«Mi si nota di più se vengo, non vengo o vengo e mi metto in disparte?». Il governo italiano alla fine ha deciso di mandare «un diplomatico» al vertice del segretario di stato statunitense Marco Rubio sui movimenti antifascisti. «Nessuno dell’esecutivo sarà presente e nemmeno parlamentari», assicurano da Palazzo Chigi. L’invito ha causato più di un imbarazzo nei partiti della maggioranza, e non certo per preoccupazioni democratiche, quanto per calcoli elettorali. Come ha raccontato il manifesto, l’amministrazione trumpiana ha avviato una fase di nuovo maccartismo (come è evidente dagli ultimi discorsi del presidente incentrati sulla «minaccia comunista») e l’iniziativa di Rubio si inserisce in questo contesto. Il segretario di stato ha invitato i ministri di 60 paesi a un summit contro la minaccia «del terrorismo di estrema sinistra».

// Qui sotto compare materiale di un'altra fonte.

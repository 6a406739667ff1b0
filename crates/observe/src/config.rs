#[derive(Debug, Clone)]
pub struct Config {
    /// Filters spans and events based on a set of filter directives
    /// https://docs.rs/tracing-subscriber/latest/tracing_subscriber/filter/struct.EnvFilter.html
    pub(crate) env_filter: String,
    /// Output log events as JSON
    pub(crate) use_json_format: bool,
}

impl Config {
    pub fn new(env_filter: &str, use_json_format: bool) -> Self {
        Self {
            env_filter: env_filter.into(),
            use_json_format,
        }
    }

    pub fn with_env_filter(mut self, env_filter: &str) -> Self {
        self.env_filter = env_filter.to_string();
        self
    }
}

impl Default for Config {
    fn default() -> Self {
        Self {
            env_filter: "info".to_string(),
            use_json_format: false,
        }
    }
}

#[cfg(test)]
mod tests {
    use super::*;

    #[test]
    fn builder_overrides_defaults() {
        let config = Config::new("info", true).with_env_filter("warn,deployer=debug");

        assert_eq!(config.env_filter, "warn,deployer=debug");
        assert!(config.use_json_format);
    }
}
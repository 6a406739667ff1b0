//! Trait definitions for the external toolchain the driver talks to.
//!
//! These traits abstract artifact lookup and blockchain interactions to
//! enable unit testing with mocks.

use {
    crate::driver::Policy,
    alloy::primitives::Address,
    anyhow::Result,
};

/// Resolves contract factories by contract name.
#[cfg_attr(test, mockall::automock)]
#[async_trait::async_trait]
pub trait FactoryResolver: Send + Sync {
    /// Fails if there is no deployable build artifact for `name`.
    async fn resolve(&self, name: &str) -> Result<Box<dyn ContractFactory>>;
}

/// Produces deployments of one contract.
#[cfg_attr(test, mockall::automock)]
#[async_trait::async_trait]
pub trait ContractFactory: Send + Sync {
    /// Submits a transaction creating a new contract instance. Returns as soon
    /// as the node accepted the transaction.
    async fn deploy(&self) -> Result<Box<dyn DeploymentHandle>>;
}

/// A submitted deployment.
#[cfg_attr(test, mockall::automock)]
#[async_trait::async_trait]
pub trait DeploymentHandle: Send + Sync {
    /// Waits until the deployment transaction is included and confirmed as
    /// required by `policy`. Fails if the transaction reverted.
    async fn wait_for_deployment(&mut self, policy: &Policy) -> Result<()>;

    /// The address of the deployed contract.
    async fn address(&self) -> Result<Address>;
}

L’idea di mettere al bando i movimenti contro il genocidio dei palestinesi o i collettivi antifascisti non è estranea alla cultura della destra italiana in guerra con gli spazi di aggregazione politica, come i centri sociali. Da ultimo è stata la Lega a presentare una proposta di legge per introdurre la reclusione da sette a quindici anni per «chiunque organizza, recluta, addestra, radicalizza o dirige associazioni o gruppi anarchici militanti denominati Antifa o simili» e per «chiunque partecipa a tali associazioni o gruppi o si radicalizza in modo autonomo». Il testo era costruito sulla falsariga del decreto con cui Trump iscriveva gli antifa statunitensi tra le «organizzazioni terroristiche interne», dopo la morte del predicatore di estrema destra Charlie Kirk.